··· Available data ···

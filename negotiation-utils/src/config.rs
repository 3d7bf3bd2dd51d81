use std::collections::BTreeSet;
use std::time::Duration;

use serde::{Deserialize, Serialize};

use crate::dimension::DimensionSpec;
use crate::error::EngineError;
use crate::party::{PartyConfig, PartyId};

fn default_max_rounds() -> u32 {
    20
}

/// Everything the engine consumes at negotiation start. Validated before any
/// turn executes; a malformed configuration means the negotiation never
/// begins.
#[derive(Clone, Debug, Serialize, Deserialize)]
pub struct NegotiationConfig {
    pub dimensions: Vec<DimensionSpec>,
    pub parties: [PartyConfig; 2],
    #[serde(default = "default_max_rounds")]
    pub max_rounds: u32,
    pub opening_party: PartyId,
    /// Wall-clock budget for a single offer-generation call. Elapsing counts
    /// as a generation failure, subject to the turn retry budget.
    #[serde(with = "humantime_serde", default)]
    pub proposal_timeout: Option<Duration>,
}

impl NegotiationConfig {
    pub fn new(
        dimensions: Vec<DimensionSpec>,
        parties: [PartyConfig; 2],
        max_rounds: u32,
    ) -> NegotiationConfig {
        let opening_party = parties[0].id.clone();
        NegotiationConfig {
            dimensions,
            parties,
            max_rounds,
            opening_party,
            proposal_timeout: None,
        }
    }

    pub fn opening_party(mut self, id: impl Into<PartyId>) -> NegotiationConfig {
        self.opening_party = id.into();
        self
    }

    pub fn proposal_timeout(mut self, timeout: Duration) -> NegotiationConfig {
        self.proposal_timeout = Some(timeout);
        self
    }

    pub fn validate(&self) -> Result<(), EngineError> {
        if self.max_rounds == 0 {
            return Err(EngineError::Configuration(
                "max_rounds must be positive".to_string(),
            ));
        }
        if self.dimensions.is_empty() {
            return Err(EngineError::Configuration(
                "at least one dimension is required".to_string(),
            ));
        }

        let mut names = BTreeSet::new();
        for spec in &self.dimensions {
            if !names.insert(&spec.name) {
                return Err(EngineError::Configuration(format!(
                    "duplicate dimension [{}]",
                    spec.name
                )));
            }
        }

        if self.parties[0].id == self.parties[1].id {
            return Err(EngineError::Configuration(format!(
                "parties must have distinct ids, got [{}] twice",
                self.parties[0].id
            )));
        }
        if self.parties.iter().all(|p| p.id != self.opening_party) {
            return Err(EngineError::Configuration(format!(
                "opening party [{}] is not one of the negotiating parties",
                self.opening_party
            )));
        }

        for party in self.parties.iter() {
            for spec in &self.dimensions {
                let boundary = party.boundary(&spec.name).ok_or_else(|| {
                    EngineError::Configuration(format!(
                        "party [{}] has no boundary for dimension [{}]",
                        party.id, spec.name
                    ))
                })?;
                // Re-validated here since configs may be deserialized rather
                // than built through `ZopaBoundary::new`.
                if boundary.min_acceptable > boundary.max_desired {
                    return Err(EngineError::Configuration(format!(
                        "party [{}] has an inverted boundary on dimension [{}]",
                        party.id, spec.name
                    )));
                }
            }
            for dimension in party.boundaries.keys() {
                if !names.contains(dimension) {
                    return Err(EngineError::Configuration(format!(
                        "party [{}] has a boundary for unconfigured dimension [{}]",
                        party.id, dimension
                    )));
                }
            }
        }
        Ok(())
    }
}

#[cfg(test)]
mod tests {
    use super::*;
    use crate::dimension::{DimensionName, PreferenceDirection, ValueKind};
    use crate::zopa::ZopaBoundary;

    fn price_dimension() -> DimensionSpec {
        DimensionSpec::new("price", "$/unit", ValueKind::Continuous)
    }

    fn party(id: &str, min: f64, max: f64) -> PartyConfig {
        PartyConfig::new(
            id,
            id,
            vec![
                ZopaBoundary::new("price", min, max, PreferenceDirection::LowerBetter).unwrap(),
            ],
        )
    }

    fn config() -> NegotiationConfig {
        NegotiationConfig::new(
            vec![price_dimension()],
            [party("buyer", 10.0, 15.0), party("seller", 12.0, 20.0)],
            3,
        )
    }

    #[test]
    fn test_valid_config() {
        config().validate().unwrap();
    }

    #[test]
    fn test_zero_rounds_rejected() {
        let mut config = config();
        config.max_rounds = 0;
        assert!(matches!(
            config.validate(),
            Err(EngineError::Configuration(_))
        ));
    }

    #[test]
    fn test_inverted_boundary_rejected() {
        let mut config = config();
        config.parties[0]
            .boundaries
            .get_mut(&DimensionName::from("price"))
            .unwrap()
            .min_acceptable = 99.0;
        assert!(matches!(
            config.validate(),
            Err(EngineError::Configuration(_))
        ));
    }

    #[test]
    fn test_missing_boundary_rejected() {
        let mut config = config();
        config.parties[1].boundaries.clear();
        assert!(matches!(
            config.validate(),
            Err(EngineError::Configuration(_))
        ));
    }

    #[test]
    fn test_unknown_opening_party_rejected() {
        let config = config().opening_party("mediator");
        assert!(matches!(
            config.validate(),
            Err(EngineError::Configuration(_))
        ));
    }
}
use anyhow::anyhow;
use serde::{Deserialize, Serialize};

use parley_negotiation_utils::OfferTerms;
use parley_strategy_component::{OfferStrategy, ProposalContext, StrategyAction};

fn default_concession_rate() -> f64 {
    0.15
}

#[derive(Clone, Debug, Serialize, Deserialize)]
pub struct Config {
    /// Fraction of the own range conceded toward the counterpart per turn.
    #[serde(default = "default_concession_rate")]
    pub concession_rate: f64,
    /// Walk away if the counterpart is still outside the own range on every
    /// dimension after this many rounds. `None` keeps negotiating to the
    /// round limit.
    #[serde(default)]
    pub patience_rounds: Option<u32>,
}

impl Default for Config {
    fn default() -> Config {
        Config {
            concession_rate: default_concession_rate(),
            patience_rounds: None,
        }
    }
}

/// Linear concession strategy: opens at its desired extreme on every
/// dimension, then moves a fixed fraction of its own range toward the
/// counterpart's last offer each turn, never leaving its own boundary.
/// Accepts as soon as the counterpart's offer is acceptable on all
/// dimensions.
pub struct Concession {
    config: Config,
}

impl Concession {
    pub fn new(config: serde_yaml::Value) -> anyhow::Result<Concession> {
        let config: Config = if config.is_null() {
            Config::default()
        } else {
            serde_yaml::from_value(config)?
        };
        if !(0.0..=1.0).contains(&config.concession_rate) {
            return Err(anyhow!(
                "concession_rate {} outside [0, 1]",
                config.concession_rate
            ));
        }
        Ok(Concession { config })
    }
}

impl OfferStrategy for Concession {
    fn propose(&mut self, context: &ProposalContext) -> anyhow::Result<StrategyAction> {
        let their_last = context.counterpart_last_offer();

        if let Some(their) = their_last {
            let acceptable = context.dimensions.iter().all(|spec| {
                match (context.party.boundary(&spec.name), their.value(&spec.name)) {
                    (Some(boundary), Some(value)) => boundary.contains(value),
                    _ => false,
                }
            });
            if acceptable {
                log::debug!(
                    "[{}] counterpart offer at turn {} is fully acceptable",
                    context.party.id,
                    their.turn_index
                );
                return Ok(StrategyAction::Accept);
            }
            if let Some(patience) = self.config.patience_rounds {
                if context.round > patience {
                    return Ok(StrategyAction::Walkaway {
                        reason: Some(format!("no acceptable offer within {} rounds", patience)),
                    });
                }
            }
        }

        let mut values = vec![];
        for spec in &context.dimensions {
            let boundary = context
                .party
                .boundary(&spec.name)
                .ok_or_else(|| anyhow!("no boundary for dimension [{}]", spec.name))?;
            let own_prev = context
                .own_last_offer()
                .and_then(|offer| offer.value(&spec.name));

            let value = match (own_prev, their_last.and_then(|o| o.value(&spec.name))) {
                // Opening move: ask for the ideal outcome.
                (None, _) => boundary.desired_extreme(),
                // Nothing to converge toward yet; hold position.
                (Some(prev), None) => prev,
                (Some(prev), Some(theirs)) => {
                    let step = boundary.range_size() * self.config.concession_rate;
                    let conceded = if theirs > prev {
                        (prev + step).min(theirs)
                    } else {
                        (prev - step).max(theirs)
                    };
                    // Concede within the own range only.
                    conceded
                        .max(boundary.min_acceptable)
                        .min(boundary.max_desired)
                }
            };
            values.push((spec.name.clone(), value));
        }

        Ok(StrategyAction::Counter {
            terms: OfferTerms::new(values)
                .message("Counter-offer, conceding toward your position.")
                .confidence(0.6),
        })
    }
}

#[cfg(test)]
mod tests {
    use super::*;
    use parley_negotiation_utils::{
        DimensionName, DimensionSpec, Offer, OfferKind, PartyConfig, PreferenceDirection,
        ValueKind, ZopaBoundary,
    };

    fn context(history: Vec<Offer>) -> ProposalContext {
        let dimensions = vec![DimensionSpec::new("price", "$/unit", ValueKind::Continuous)];
        ProposalContext {
            party: PartyConfig::new(
                "seller",
                "Seller",
                vec![ZopaBoundary::new(
                    "price",
                    12.0,
                    20.0,
                    PreferenceDirection::HigherBetter,
                )
                .unwrap()],
            ),
            counterpart: "buyer".into(),
            dimensions,
            round: 1,
            turn_index: history.len() as u32 + 1,
            max_rounds: 10,
            visible_history: history,
        }
    }

    fn offer(party: &str, turn_index: u32, price: f64) -> Offer {
        let dimensions = vec![DimensionSpec::new("price", "$/unit", ValueKind::Continuous)];
        Offer::from_terms(
            party.into(),
            (turn_index - 1) / 2 + 1,
            turn_index,
            OfferKind::Counter,
            OfferTerms::new(vec![("price".into(), price)]),
            &dimensions,
        )
        .unwrap()
    }

    #[test]
    fn test_opens_at_desired_extreme() {
        let mut strategy = Concession::new(serde_yaml::Value::Null).unwrap();
        let action = strategy.propose(&context(vec![])).unwrap();
        match action {
            StrategyAction::Counter { terms } => {
                assert_eq!(terms.values[&DimensionName::from("price")], 20.0);
            }
            other => panic!("expected counter, got {}", other),
        }
    }

    #[test]
    fn test_concedes_toward_counterpart_within_own_range() {
        let mut strategy = Concession::new(serde_yaml::Value::Null).unwrap();
        let history = vec![offer("seller", 1, 20.0), offer("buyer", 2, 10.0)];
        let action = strategy.propose(&context(history)).unwrap();
        match action {
            StrategyAction::Counter { terms } => {
                // One step of 0.15 * 8.0 down from 20.0, clamped to own range.
                assert!((terms.values[&DimensionName::from("price")] - 18.8).abs() < 1e-9);
            }
            other => panic!("expected counter, got {}", other),
        }
    }

    #[test]
    fn test_accepts_acceptable_counterpart_offer() {
        let mut strategy = Concession::new(serde_yaml::Value::Null).unwrap();
        let history = vec![offer("seller", 1, 20.0), offer("buyer", 2, 14.0)];
        let action = strategy.propose(&context(history)).unwrap();
        assert!(matches!(action, StrategyAction::Accept));
    }
}
use std::collections::BTreeMap;

use serde::{Deserialize, Serialize};

use parley_negotiation_utils::{
    DimensionName, EngineError, Offer, PartyId, ZopaBoundary,
};

/// Verdict for one dimension of one offer against one party's boundary.
#[derive(Clone, Debug, Serialize, Deserialize)]
pub struct DimensionVerdict {
    pub value: f64,
    /// Inclusive: a value exactly on a bound is compliant.
    pub within_range: bool,
    /// Slack to the nearest bound when inside the range, overshoot past it
    /// when outside.
    pub distance_from_nearest_bound: f64,
    /// Relative position inside the range; `None` for violations.
    pub position_in_range: Option<f64>,
}

/// Result of checking a whole offer against one party's boundary set.
#[derive(Clone, Debug, Serialize, Deserialize)]
pub struct ComplianceReport {
    pub party: PartyId,
    pub turn_index: u32,
    pub dimensions: BTreeMap<DimensionName, DimensionVerdict>,
    /// Fraction of dimensions within range, in `[0, 1]`.
    pub compliance_score: f64,
}

impl ComplianceReport {
    pub fn fully_compliant(&self) -> bool {
        self.dimensions.values().all(|verdict| verdict.within_range)
    }

    pub fn violations(&self) -> impl Iterator<Item = &DimensionName> {
        self.dimensions
            .iter()
            .filter(|(_, verdict)| !verdict.within_range)
            .map(|(name, _)| name)
    }
}

/// Pure offer-against-boundary classification.
///
/// Which boundary set is passed decides the question being answered: a
/// party's own boundaries check self-consistency of its offer; the receiving
/// party's boundaries check whether an incoming offer would be acceptable to
/// them. The validator itself is oblivious to the distinction.
pub struct ZopaValidator;

impl ZopaValidator {
    /// Classifies every dimension of `offer` against `boundaries`.
    ///
    /// A structural mismatch between the offer's dimension set and the
    /// boundary set is an error distinct from any range violation; range
    /// violations are reported, never raised.
    pub fn validate(
        offer: &Offer,
        boundaries: &BTreeMap<DimensionName, ZopaBoundary>,
    ) -> Result<ComplianceReport, EngineError> {
        let mut dimensions = BTreeMap::new();

        for (name, boundary) in boundaries {
            let value = offer.value(name).ok_or_else(|| EngineError::StructuralOffer {
                party: offer.party.clone(),
                reason: format!("missing value for dimension [{}]", name),
            })?;
            dimensions.insert(name.clone(), Self::verdict(value, boundary));
        }
        if let Some(unknown) = offer.values.keys().find(|name| !boundaries.contains_key(*name)) {
            return Err(EngineError::StructuralOffer {
                party: offer.party.clone(),
                reason: format!("value for unconfigured dimension [{}]", unknown),
            });
        }

        let within = dimensions.values().filter(|v| v.within_range).count();
        let compliance_score = within as f64 / dimensions.len() as f64;

        Ok(ComplianceReport {
            party: offer.party.clone(),
            turn_index: offer.turn_index,
            dimensions,
            compliance_score,
        })
    }

    fn verdict(value: f64, boundary: &ZopaBoundary) -> DimensionVerdict {
        DimensionVerdict {
            value,
            within_range: boundary.contains(value),
            distance_from_nearest_bound: boundary.distance_from_nearest_bound(value),
            position_in_range: boundary.position_in_range(value),
        }
    }
}

#[cfg(test)]
mod tests {
    use super::*;
    use parley_negotiation_utils::{
        DimensionSpec, OfferKind, OfferTerms, PreferenceDirection, ValueKind,
    };

    fn dimensions() -> Vec<DimensionSpec> {
        vec![
            DimensionSpec::new("price", "$/unit", ValueKind::Continuous),
            DimensionSpec::new("volume", "units", ValueKind::Discrete),
        ]
    }

    fn boundaries(price: (f64, f64), volume: (f64, f64)) -> BTreeMap<DimensionName, ZopaBoundary> {
        vec![
            ZopaBoundary::new("price", price.0, price.1, PreferenceDirection::LowerBetter)
                .unwrap(),
            ZopaBoundary::new("volume", volume.0, volume.1, PreferenceDirection::HigherBetter)
                .unwrap(),
        ]
        .into_iter()
        .map(|b| (b.dimension.clone(), b))
        .collect()
    }

    fn offer(price: f64, volume: f64) -> Offer {
        Offer::from_terms(
            "buyer".into(),
            1,
            1,
            OfferKind::Counter,
            OfferTerms::new(vec![
                (DimensionName::from("price"), price),
                (DimensionName::from("volume"), volume),
            ]),
            &dimensions(),
        )
        .unwrap()
    }

    #[test]
    fn test_boundary_values_are_compliant() {
        let report =
            ZopaValidator::validate(&offer(10.0, 5000.0), &boundaries((10.0, 15.0), (1000.0, 5000.0)))
                .unwrap();
        assert!(report.fully_compliant());
        assert_eq!(report.compliance_score, 1.0);
    }

    #[test]
    fn test_partial_violation_scores_fractionally() {
        let report =
            ZopaValidator::validate(&offer(9.0, 3000.0), &boundaries((10.0, 15.0), (1000.0, 5000.0)))
                .unwrap();
        assert!(!report.fully_compliant());
        assert_eq!(report.compliance_score, 0.5);

        let verdict = &report.dimensions[&DimensionName::from("price")];
        assert!(!verdict.within_range);
        assert_eq!(verdict.distance_from_nearest_bound, 1.0);
        assert_eq!(verdict.position_in_range, None);
    }

    #[test]
    fn test_boundary_set_mismatch_is_structural() {
        let narrow: BTreeMap<_, _> = boundaries((10.0, 15.0), (0.0, 1.0))
            .into_iter()
            .filter(|(name, _)| name.as_str() == "price")
            .collect();
        let result = ZopaValidator::validate(&offer(12.0, 100.0), &narrow);
        assert!(matches!(result, Err(EngineError::StructuralOffer { .. })));
    }
}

···

> [Problem to solve]:
Copy here each line of the preceding records with "inside" in it.

> [Written response]:
    /// Slack to the nearest bound when inside the range, overshoot past it
    /// Relative position inside the range; `None` for violations.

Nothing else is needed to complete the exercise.